- Goal of the exercise: Pull from the data below each line where the word "active" occurs, and copy it.

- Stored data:
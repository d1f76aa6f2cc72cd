//! Rule requiring every task and handler to carry a `name`.
//!
//! # Rationale
//!
//! Task names show up in run output and make failures traceable. Unnamed
//! tasks print as their module invocation, which says little about intent.
//!
//! # Suppression
//!
//! - `# noqa: name-missing` (or the legacy `# noqa: 502`) on the task line

use playlint_core::{Finding, NodeContext, NodeRule, Rule, Severity};

/// Rule id for name-missing.
pub const NAME: &str = "name-missing";

/// Legacy numeric id.
pub const ALIAS: &str = "502";

/// Actions that are not expected to be named.
const EXEMPT_ACTIONS: &[&str] = &["meta", "ansible.builtin.meta"];

/// Requires a `name` on tasks and handlers.
#[derive(Debug, Clone)]
pub struct NameMissing {
    /// Custom severity.
    pub severity: Severity,
}

impl Default for NameMissing {
    fn default() -> Self {
        Self::new()
    }
}

impl NameMissing {
    /// Creates a new rule with default settings.
    #[must_use]
    pub fn new() -> Self {
        Self {
            severity: Severity::Error,
        }
    }

    /// Sets the severity level.
    #[must_use]
    pub fn severity(mut self, severity: Severity) -> Self {
        self.severity = severity;
        self
    }
}

impl Rule for NameMissing {
    fn id(&self) -> &'static str {
        NAME
    }

    fn description(&self) -> &'static str {
        "All tasks and handlers should be named"
    }

    fn aliases(&self) -> &'static [&'static str] {
        &[ALIAS]
    }

    fn tags(&self) -> &'static [&'static str] {
        &["idiom"]
    }

    fn default_severity(&self) -> Severity {
        self.severity
    }

    fn profile(&self) -> Option<&'static str> {
        Some("basic")
    }
}

impl NodeRule for NameMissing {
    fn check_node(&self, ctx: &NodeContext<'_>) -> Vec<Finding> {
        let node = ctx.node();
        if !node.kind.is_task_like() || node.attr("name").is_some() {
            return Vec::new();
        }
        if node
            .action()
            .is_some_and(|action| EXEMPT_ACTIONS.contains(&action.as_str()))
        {
            return Vec::new();
        }
        vec![Finding::new("All tasks should be named.")]
    }
}

#[cfg(test)]
mod tests {
    use super::*;
    use crate::testing::node_findings;

    #[test]
    fn detects_unnamed_task() {
        let found = node_findings(NameMissing::new(), "- debug:\n    msg: hi\n- name: Ok\n  ping: {}\n");
        assert_eq!(found.len(), 1);
        assert_eq!(found[0].location.line, 1);
        assert_eq!(found[0].rule_id, NAME);
    }

    #[test]
    fn handlers_count_and_meta_is_exempt() {
        let text = "- hosts: all\n  handlers:\n    - service:\n        name: x\n  tasks:\n    - meta: flush_handlers\n";
        let found = node_findings(NameMissing::new(), text);
        assert_eq!(found.len(), 1);
        assert_eq!(found[0].location.line, 3);
    }

    #[test]
    fn plays_and_blocks_are_not_tasks() {
        let text = "- hosts: all\n  tasks:\n    - block:\n        - name: Inner\n          ping: {}\n";
        assert!(node_findings(NameMissing::new(), text).is_empty());
    }
}
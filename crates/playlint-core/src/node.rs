//! Node model: an arena of plays, blocks, tasks, handlers and role references.

use indexmap::IndexMap;
use serde::{Deserialize, Serialize};
use std::fmt;
use std::ops::Range;

use crate::document::{DocumentId, LineCol};

/// Index of a node inside its [`Forest`].
#[derive(Debug, Clone, Copy, PartialEq, Eq, PartialOrd, Ord, Hash)]
pub struct NodeId(pub u32);

/// Kind of a node.
#[derive(Debug, Clone, Copy, PartialEq, Eq, Hash, Serialize, Deserialize)]
#[serde(rename_all = "kebab-case")]
pub enum NodeKind {
    /// Root of one document.
    DocumentRoot,
    /// A play in a playbook.
    Play,
    /// A `block:` grouping with optional `rescue:` and `always:`.
    Block,
    /// A task.
    Task,
    /// A task reached in handler context.
    Handler,
    /// An entry of a play's `roles:` list.
    RoleReference,
}

impl NodeKind {
    /// Returns true for tasks and handlers.
    #[must_use]
    pub fn is_task_like(self) -> bool {
        matches!(self, Self::Task | Self::Handler)
    }
}

/// Which list of its parent a node sits in.
#[derive(Debug, Clone, Copy, PartialEq, Eq, Hash, Serialize, Deserialize)]
#[serde(rename_all = "snake_case")]
pub enum Section {
    /// `pre_tasks:`
    PreTasks,
    /// `tasks:`
    Tasks,
    /// `post_tasks:`
    PostTasks,
    /// `handlers:`
    Handlers,
    /// `roles:`
    Roles,
    /// `block:`
    Block,
    /// `rescue:`
    Rescue,
    /// `always:`
    Always,
    /// Spliced in from an included document.
    Included,
}

impl Section {
    /// Maps a mapping key to the section it opens, if any.
    #[must_use]
    pub fn from_key(key: &str) -> Option<Self> {
        Some(match key {
            "pre_tasks" => Self::PreTasks,
            "tasks" => Self::Tasks,
            "post_tasks" => Self::PostTasks,
            "handlers" => Self::Handlers,
            "roles" => Self::Roles,
            "block" => Self::Block,
            "rescue" => Self::Rescue,
            "always" => Self::Always,
            _ => return None,
        })
    }
}

/// Ordinal route from the document root to a node, e.g. `0/2/1`.
///
/// Local to the node's own document, so it stays the same in every copy
/// spliced into a resolved tree.
#[derive(Debug, Clone, PartialEq, Eq, PartialOrd, Ord, Hash, Default, Serialize, Deserialize)]
pub struct NodePath(Vec<u32>);

impl NodePath {
    /// The root path.
    #[must_use]
    pub fn root() -> Self {
        Self::default()
    }

    /// Path of the `index`-th child.
    #[must_use]
    pub fn child(&self, index: u32) -> Self {
        let mut steps = self.0.clone();
        steps.push(index);
        Self(steps)
    }

    /// Returns true if `other` is this node or one of its descendants.
    #[must_use]
    pub fn contains(&self, other: &Self) -> bool {
        other.0.starts_with(&self.0)
    }

    /// Depth below the root.
    #[must_use]
    pub fn depth(&self) -> usize {
        self.0.len()
    }
}

impl fmt::Display for NodePath {
    fn fmt(&self, f: &mut fmt::Formatter<'_>) -> fmt::Result {
        if self.0.is_empty() {
            return f.write_str("/");
        }
        for (i, step) in self.0.iter().enumerate() {
            if i > 0 {
                f.write_str("/")?;
            }
            write!(f, "{step}")?;
        }
        Ok(())
    }
}

/// Source span of a node.
#[derive(Debug, Clone, PartialEq, Eq)]
pub struct Span {
    /// Document the node was written in.
    pub document: DocumentId,
    /// Byte range in that document.
    pub range: Range<usize>,
    /// Start position.
    pub start: LineCol,
    /// End position.
    pub end: LineCol,
}

/// A mapping entry of a node with the source ranges it was read from.
#[derive(Debug, Clone, PartialEq)]
pub struct Attribute {
    /// Parsed value.
    pub value: serde_yaml::Value,
    /// Range of the key, when it could be located.
    pub key_range: Option<Range<usize>>,
    /// Range of the value, when it could be located.
    pub value_range: Option<Range<usize>>,
}

impl Attribute {
    /// String value, if the attribute is a string.
    #[must_use]
    pub fn as_str(&self) -> Option<&str> {
        self.value.as_str()
    }
}

/// Keywords a task may carry besides its action.
const TASK_KEYWORDS: &[&str] = &[
    "action",
    "any_errors_fatal",
    "args",
    "async",
    "become",
    "become_exe",
    "become_flags",
    "become_method",
    "become_user",
    "changed_when",
    "check_mode",
    "collections",
    "connection",
    "debugger",
    "delay",
    "delegate_facts",
    "delegate_to",
    "diff",
    "environment",
    "failed_when",
    "ignore_errors",
    "ignore_unreachable",
    "listen",
    "local_action",
    "loop",
    "loop_control",
    "module_defaults",
    "name",
    "no_log",
    "notify",
    "poll",
    "port",
    "register",
    "remote_user",
    "retries",
    "run_once",
    "tags",
    "throttle",
    "timeout",
    "until",
    "vars",
    "when",
];

/// A node. Immutable once its forest is built.
#[derive(Debug, Clone)]
pub struct Node {
    /// Arena index.
    pub id: NodeId,
    /// Kind.
    pub kind: NodeKind,
    /// Section of the parent this node sits in.
    pub section: Option<Section>,
    /// Entries in source order, section keys excluded.
    pub attributes: IndexMap<String, Attribute>,
    /// Children in source order.
    pub children: Vec<NodeId>,
    /// Parent, `None` for roots.
    pub parent: Option<NodeId>,
    /// Source span.
    pub span: Span,
    /// Route inside the node's own document.
    pub path: NodePath,
}

impl Node {
    /// Looks up an attribute.
    #[must_use]
    pub fn attr(&self, key: &str) -> Option<&Attribute> {
        self.attributes.get(key)
    }

    /// The `name:` value, if it is a string.
    #[must_use]
    pub fn name(&self) -> Option<&str> {
        self.attr("name").and_then(Attribute::as_str)
    }

    /// Key and attribute holding the task's action (`ansible.builtin.copy`,
    /// `shell`, ...). `action:` and `local_action:` count as the action key.
    #[must_use]
    pub fn action_entry(&self) -> Option<(&str, &Attribute)> {
        if !self.kind.is_task_like() {
            return None;
        }
        for key in ["action", "local_action"] {
            if let Some(attr) = self.attributes.get(key) {
                return Some((key, attr));
            }
        }
        self.attributes
            .iter()
            .find(|(key, _)| !TASK_KEYWORDS.contains(&key.as_str()) && !key.starts_with("with_"))
            .map(|(key, attr)| (key.as_str(), attr))
    }

    /// Module name of the task's action.
    #[must_use]
    pub fn action(&self) -> Option<String> {
        let (key, attr) = self.action_entry()?;
        if key != "action" && key != "local_action" {
            return Some(key.to_string());
        }
        match &attr.value {
            serde_yaml::Value::String(s) => s.split_whitespace().next().map(str::to_string),
            serde_yaml::Value::Mapping(map) => map
                .get("module")
                .and_then(serde_yaml::Value::as_str)
                .map(str::to_string),
            _ => None,
        }
    }
}

/// Fields of a node before it is placed in a forest.
#[derive(Debug, Clone)]
pub(crate) struct NewNode {
    pub kind: NodeKind,
    pub section: Option<Section>,
    pub attributes: IndexMap<String, Attribute>,
    pub span: Span,
    pub path: NodePath,
}

/// Arena of nodes with one or more roots.
#[derive(Debug, Clone, Default)]
pub struct Forest {
    nodes: Vec<Node>,
    roots: Vec<NodeId>,
}

impl Forest {
    /// Creates an empty forest.
    #[must_use]
    pub fn new() -> Self {
        Self::default()
    }

    pub(crate) fn push(&mut self, new: NewNode, parent: Option<NodeId>) -> NodeId {
        let id = NodeId(u32::try_from(self.nodes.len()).unwrap_or(u32::MAX));
        self.nodes.push(Node {
            id,
            kind: new.kind,
            section: new.section,
            attributes: new.attributes,
            children: Vec::new(),
            parent,
            span: new.span,
            path: new.path,
        });
        match parent {
            Some(p) => self.nodes[p.0 as usize].children.push(id),
            None => self.roots.push(id),
        }
        id
    }

    /// Returns a node.
    ///
    /// # Panics
    ///
    /// Panics if `id` does not belong to this forest.
    #[must_use]
    pub fn node(&self, id: NodeId) -> &Node {
        &self.nodes[id.0 as usize]
    }

    /// Returns a node, or `None` for a foreign id.
    #[must_use]
    pub fn get(&self, id: NodeId) -> Option<&Node> {
        self.nodes.get(id.0 as usize)
    }

    /// Root nodes.
    #[must_use]
    pub fn roots(&self) -> &[NodeId] {
        &self.roots
    }

    /// Number of nodes.
    #[must_use]
    pub fn len(&self) -> usize {
        self.nodes.len()
    }

    /// Returns true if the forest has no nodes.
    #[must_use]
    pub fn is_empty(&self) -> bool {
        self.nodes.is_empty()
    }

    /// Parent of a node.
    #[must_use]
    pub fn parent(&self, id: NodeId) -> Option<&Node> {
        self.node(id).parent.map(|p| self.node(p))
    }

    /// Children of a node in order.
    pub fn children(&self, id: NodeId) -> impl Iterator<Item = &Node> + '_ {
        self.node(id).children.iter().map(|c| self.node(*c))
    }

    /// Ancestors of a node, nearest first.
    pub fn ancestors(&self, id: NodeId) -> impl Iterator<Item = &Node> + '_ {
        let mut current = self.node(id).parent;
        std::iter::from_fn(move || {
            let node = self.node(current?);
            current = node.parent;
            Some(node)
        })
    }

    /// All node ids in pre-order, roots in order.
    #[must_use]
    pub fn preorder(&self) -> Vec<NodeId> {
        let mut order = Vec::with_capacity(self.nodes.len());
        let mut stack: Vec<NodeId> = self.roots.iter().rev().copied().collect();
        while let Some(id) = stack.pop() {
            order.push(id);
            stack.extend(self.node(id).children.iter().rev().copied());
        }
        order
    }

    /// Nodes written in `document`, in pre-order.
    #[must_use]
    pub fn nodes_from(&self, document: DocumentId) -> Vec<&Node> {
        self.preorder()
            .into_iter()
            .map(|id| self.node(id))
            .filter(|n| n.span.document == document)
            .collect()
    }
}
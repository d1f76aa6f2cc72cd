//! List rules command implementation.

use anyhow::{Context, Result};
use playlint_core::Config;
use playlint_rules::rule_set;

/// Runs the list-rules command.
pub fn run() -> Result<()> {
    let rules = rule_set(&Config::default()).context("Failed to register rules")?;

    println!("Available rules:\n");
    println!(
        "{:<20} {:<8} {:<12} {:<9} {:<8} Description",
        "Id", "Alias", "Profile", "Kind", "Fixable"
    );
    println!("{}", "-".repeat(90));

    for entry in rules.all() {
        let d = entry.descriptor();
        println!(
            "{:<20} {:<8} {:<12} {:<9} {:<8} {}",
            d.id,
            d.aliases.join(","),
            d.profile.as_deref().unwrap_or("-"),
            d.capability.to_string(),
            if d.fixable { "yes" } else { "no" },
            d.description
        );
    }

    println!("\nTags: {}", rules.tags().collect::<Vec<_>>().join(", "));
    println!("\nSuppress a finding inline with a trailing comment, e.g.:");
    println!("  - command: whoami  # noqa: name-missing no-changed-when");

    Ok(())
}
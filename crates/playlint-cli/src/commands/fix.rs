//! Fix command implementation.

use anyhow::{Context, Result};
use playlint_core::{FixReport, RunOutcome};

use crate::config_resolver::ConfigSource;
use crate::{LintArgs, OutputFormat};

/// Runs the fix command.
pub fn run(
    args: &LintArgs,
    dry_run: bool,
    format: OutputFormat,
    source: &ConfigSource,
) -> Result<RunOutcome> {
    let config = super::load_config(source, args)?;
    let fail_on = config.fail_on_severity();
    let analyzer = super::build_analyzer(args, config)?;

    let (report, result) = analyzer.fix(dry_run).context("Fix failed")?;

    print_summary(&report);
    super::output::print(&result, format, analyzer.root())?;

    Ok(result.outcome_at(fail_on))
}

fn print_summary(report: &FixReport) {
    let verb = if report.dry_run { "Would fix" } else { "Fixed" };
    for file in report.changed_files() {
        eprintln!(
            "{verb} {} ({} fix(es), {} pass(es))",
            file.relative.display(),
            file.applied.len(),
            file.passes
        );
        for fix in &file.applied {
            let tag = match &fix.sub_tag {
                Some(sub) => format!("{}[{sub}]", fix.rule_id),
                None => fix.rule_id.clone(),
            };
            eprintln!("  line {}: {tag} {}", fix.line, fix.message);
        }
    }
    eprintln!(
        "{verb} {} issue(s) in {} file(s); {} fix(es) failed",
        report.fixes_applied(),
        report.changed_files().count(),
        report.failures().count()
    );
}
//! Severity and profile classification of surviving candidates.

use crate::config::Config;
use crate::profile::{Profile, Profiles};
use crate::registry::RuleSet;
use crate::types::{Diagnostic, MatchCandidate, Severity};

/// Turns candidates into diagnostics.
#[derive(Debug)]
pub struct Classifier<'a> {
    rules: &'a RuleSet,
    profiles: &'a Profiles,
    active: Option<&'a Profile>,
    config: &'a Config,
}

impl<'a> Classifier<'a> {
    /// Creates a classifier. `active` is the profile selected for the run.
    #[must_use]
    pub fn new(
        rules: &'a RuleSet,
        profiles: &'a Profiles,
        active: Option<&'a Profile>,
        config: &'a Config,
    ) -> Self {
        Self {
            rules,
            profiles,
            active,
            config,
        }
    }

    /// Returns true if the active profile keeps findings of `rule_id`.
    #[must_use]
    pub fn in_profile(&self, rule_id: &str) -> bool {
        let core = self
            .rules
            .lookup_by_id(rule_id)
            .is_some_and(|e| e.descriptor().is_core());
        core || self.active.map_or(true, |p| p.contains(rule_id))
    }

    /// Classifies one candidate. `demoted` caps the severity at warning.
    /// Returns `None` when the active profile excludes the rule.
    #[must_use]
    pub fn classify(&self, candidate: MatchCandidate, demoted: bool) -> Option<Diagnostic> {
        if !self.in_profile(&candidate.rule_id) {
            return None;
        }
        let mut severity = self
            .config
            .rule_severity(&candidate.rule_id)
            .unwrap_or(candidate.severity);
        if demoted {
            severity = severity.min(Severity::Warning);
        }
        let tags = self
            .rules
            .lookup_by_id(&candidate.rule_id)
            .map(|e| e.descriptor().tags.clone())
            .unwrap_or_default();
        Some(Diagnostic {
            profile: self
                .profiles
                .lowest_containing(&candidate.rule_id)
                .map(str::to_string),
            rule_id: candidate.rule_id,
            sub_tag: candidate.sub_tag,
            severity,
            location: candidate.location,
            message: candidate.message,
            tags,
        })
    }
}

- Answer:
    active: Option<&'a Profile>,
    /// Creates a classifier. `active` is the profile selected for the run.
        active: Option<&'a Profile>,
            active,
    /// Returns true if the active profile keeps findings of `rule_id`.
        core || self.active.map_or(true, |p| p.contains(rule_id))
    /// Returns `None` when the active profile excludes the rule.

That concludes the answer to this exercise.